>>>>>
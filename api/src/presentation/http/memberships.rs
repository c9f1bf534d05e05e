use axum::{
    Json, Router,
    extract::{Path, Query, Request, State, rejection::{JsonRejection, PathRejection}},
    http::StatusCode,
    routing::{get, post},
};
use serde::{Deserialize, Serialize};
use utoipa::ToSchema;

use crate::application::error::AppResult;
use crate::application::use_cases::memberships::create_membership::{
    CreateMembership, MembershipInput,
};
use crate::application::use_cases::memberships::delete_membership::DeleteMembership;
use crate::application::use_cases::memberships::get_membership::GetMembership;
use crate::application::use_cases::memberships::import_memberships::ImportMemberships;
use crate::application::use_cases::memberships::list_memberships::ListMemberships;
use crate::application::use_cases::memberships::update_membership::UpdateMembership;
use crate::bootstrap::app_context::AppContext;
use crate::domain::memberships::Membership;
use crate::presentation::http::SearchQuery;
use crate::presentation::http::auth::{Bearer, validate_bearer};
use crate::presentation::http::imports::{ImportReportResponse, read_import};
use crate::presentation::http::{json_body, path_param};

#[derive(Debug, Serialize, ToSchema)]
pub struct MembershipResponse {
    pub tier: String,
    pub required_points: i64,
    pub discount_percent: f64,
    pub member_count: i64,
}

impl From<Membership> for MembershipResponse {
    fn from(m: Membership) -> Self {
        MembershipResponse {
            tier: m.tier,
            required_points: m.required_points,
            discount_percent: m.discount_percent,
            member_count: m.member_count,
        }
    }
}

#[derive(Debug, Serialize, ToSchema)]
pub struct MembershipListResponse {
    pub items: Vec<MembershipResponse>,
}

#[derive(Debug, Deserialize, ToSchema)]
pub struct CreateMembershipRequest {
    pub tier: Option<String>,
    pub required_points: Option<i64>,
    pub discount_percent: Option<f64>,
}

#[derive(Debug, Deserialize, ToSchema)]
pub struct UpdateMembershipRequest {
    pub required_points: Option<i64>,
    pub discount_percent: Option<f64>,
}

pub fn routes(ctx: AppContext) -> Router {
    Router::new()
        .route("/memberships", get(list_memberships).post(create_membership))
        .route("/memberships/import", post(import_memberships))
        .route(
            "/memberships/:tier",
            get(get_membership)
                .put(update_membership)
                .delete(delete_membership),
        )
        .with_state(ctx)
}

#[utoipa::path(get, path = "/api/memberships", tag = "Memberships",
    params(("search" = Option<String>, Query, description = "Tier name contains")),
    responses((status = 200, body = MembershipListResponse)))]
pub async fn list_memberships(
    State(ctx): State<AppContext>,
    bearer: Bearer,
    q: Option<Query<SearchQuery>>,
) -> AppResult<Json<MembershipListResponse>> {
    validate_bearer(&ctx.cfg, bearer)?;
    let search = q.and_then(|Query(v)| v.search);
    let repo = ctx.membership_repo();
    let uc = ListMemberships {
        repo: repo.as_ref(),
    };
    let items = uc.execute(search).await?;
    Ok(Json(MembershipListResponse {
        items: items.into_iter().map(Into::into).collect(),
    }))
}

#[utoipa::path(get, path = "/api/memberships/{tier}", tag = "Memberships",
    params(("tier" = String, Path, description = "Tier name")),
    responses((status = 200, body = MembershipResponse)))]
pub async fn get_membership(
    State(ctx): State<AppContext>,
    bearer: Bearer,
    tier: Result<Path<String>, PathRejection>,
) -> AppResult<Json<MembershipResponse>> {
    validate_bearer(&ctx.cfg, bearer)?;
    let tier = path_param(tier)?;
    let repo = ctx.membership_repo();
    let uc = GetMembership {
        repo: repo.as_ref(),
    };
    Ok(Json(uc.execute(&tier).await?.into()))
}

#[utoipa::path(post, path = "/api/memberships", tag = "Memberships", request_body = CreateMembershipRequest,
    responses((status = 201, body = MembershipResponse), (status = 409, body = crate::presentation::http::error::ErrorResponse)))]
pub async fn create_membership(
    State(ctx): State<AppContext>,
    bearer: Bearer,
    body: Result<Json<CreateMembershipRequest>, JsonRejection>,
) -> AppResult<(StatusCode, Json<MembershipResponse>)> {
    validate_bearer(&ctx.cfg, bearer)?;
    let req = json_body(body)?;
    let repo = ctx.membership_repo();
    let uc = CreateMembership {
        repo: repo.as_ref(),
    };
    let input = MembershipInput {
        tier: req.tier,
        required_points: req.required_points,
        discount_percent: req.discount_percent,
    };
    let membership = uc.execute(&input).await?;
    Ok((StatusCode::CREATED, Json(membership.into())))
}

#[utoipa::path(put, path = "/api/memberships/{tier}", tag = "Memberships", request_body = UpdateMembershipRequest,
    params(("tier" = String, Path, description = "Tier name")),
    responses((status = 200, body = MembershipResponse)))]
pub async fn update_membership(
    State(ctx): State<AppContext>,
    bearer: Bearer,
    tier: Result<Path<String>, PathRejection>,
    body: Result<Json<UpdateMembershipRequest>, JsonRejection>,
) -> AppResult<Json<MembershipResponse>> {
    validate_bearer(&ctx.cfg, bearer)?;
    let tier = path_param(tier)?;
    let req = json_body(body)?;
    let repo = ctx.membership_repo();
    let uc = UpdateMembership {
        repo: repo.as_ref(),
    };
    let membership = uc
        .execute(&tier, req.required_points, req.discount_percent)
        .await?;
    Ok(Json(membership.into()))
}

#[utoipa::path(delete, path = "/api/memberships/{tier}", tag = "Memberships",
    params(("tier" = String, Path, description = "Tier name")),
    responses((status = 204), (status = 409, body = crate::presentation::http::error::ErrorResponse)))]
pub async fn delete_membership(
    State(ctx): State<AppContext>,
    bearer: Bearer,
    tier: Result<Path<String>, PathRejection>,
) -> AppResult<StatusCode> {
    validate_bearer(&ctx.cfg, bearer)?;
    let tier = path_param(tier)?;
    let repo = ctx.membership_repo();
    let uc = DeleteMembership {
        repo: repo.as_ref(),
    };
    uc.execute(&tier).await?;
    Ok(StatusCode::NO_CONTENT)
}

#[utoipa::path(post, path = "/api/memberships/import", tag = "Memberships",
    request_body(content = crate::presentation::http::imports::ImportUploadMultipart, content_type = "multipart/form-data"),
    responses((status = 200, body = ImportReportResponse)))]
pub async fn import_memberships(
    State(ctx): State<AppContext>,
    bearer: Bearer,
    req: Request,
) -> AppResult<Json<ImportReportResponse>> {
    validate_bearer(&ctx.cfg, bearer)?;
    let payload = read_import(req, ctx.cfg.import_max_bytes).await?;
    let repo = ctx.membership_repo();
    let history = ctx.import_history_repo();
    let uc = ImportMemberships {
        repo: repo.as_ref(),
        history: history.as_ref(),
    };
    Ok(Json(uc.execute(&payload).await?.into()))
}
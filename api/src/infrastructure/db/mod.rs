use sqlx::error::ErrorKind;
use sqlx::{Pool, Postgres};

use crate::application::ports::constraint::{ConstraintKind, ConstraintViolation};

pub type PgPool = Pool<Postgres>;

pub async fn connect_pool(database_url: &str) -> anyhow::Result<PgPool> {
    let pool = sqlx::postgres::PgPoolOptions::new()
        .max_connections(10)
        .connect(database_url)
        .await?;
    Ok(pool)
}

pub async fn migrate(pool: &PgPool) -> anyhow::Result<()> {
    // Uses compile-time embedded migrations under ./migrations
    sqlx::migrate!("./migrations").run(pool).await?;
    Ok(())
}

pub async fn ping(pool: &PgPool) -> anyhow::Result<()> {
    sqlx::query("SELECT 1").execute(pool).await?;
    Ok(())
}

/// Wraps integrity violations in a [`ConstraintViolation`] so the
/// application layer can map them to client errors.
pub fn map_db_err(err: sqlx::Error) -> anyhow::Error {
    if let sqlx::Error::Database(ref db_err) = err {
        let kind = match db_err.kind() {
            ErrorKind::UniqueViolation => Some(ConstraintKind::Unique),
            ErrorKind::ForeignKeyViolation => Some(ConstraintKind::ForeignKey),
            ErrorKind::CheckViolation => Some(ConstraintKind::Check),
            _ => None,
        };
        if let Some(kind) = kind {
            return anyhow::Error::new(ConstraintViolation::new(kind, db_err.constraint()));
        }
    }
    anyhow::Error::new(err)
}

pub mod repositories;
#[derive(Debug, Clone, PartialEq)]
pub struct Product {
    pub id: i64,
    pub name: String,
    pub category: String,
    pub notes: Option<String>,
    /// Price in points; a product with a positive value is bought with points.
    pub exchange_points: i64,
    /// Whole rupiah.
    pub unit_price: Option<i64>,
}

#[derive(Debug, Clone, PartialEq)]
pub struct NewProduct {
    pub name: String,
    pub category: String,
    pub notes: Option<String>,
    pub exchange_points: i64,
    pub unit_price: Option<i64>,
}

impl Product {
    pub fn is_redeemable(&self) -> bool {
        self.exchange_points > 0
    }
}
<<<<<
What lines of the data include the word "GetMembership"? Copy each of them.

use crate::application::use_cases::memberships::get_membership::GetMembership;
    let uc = GetMembership {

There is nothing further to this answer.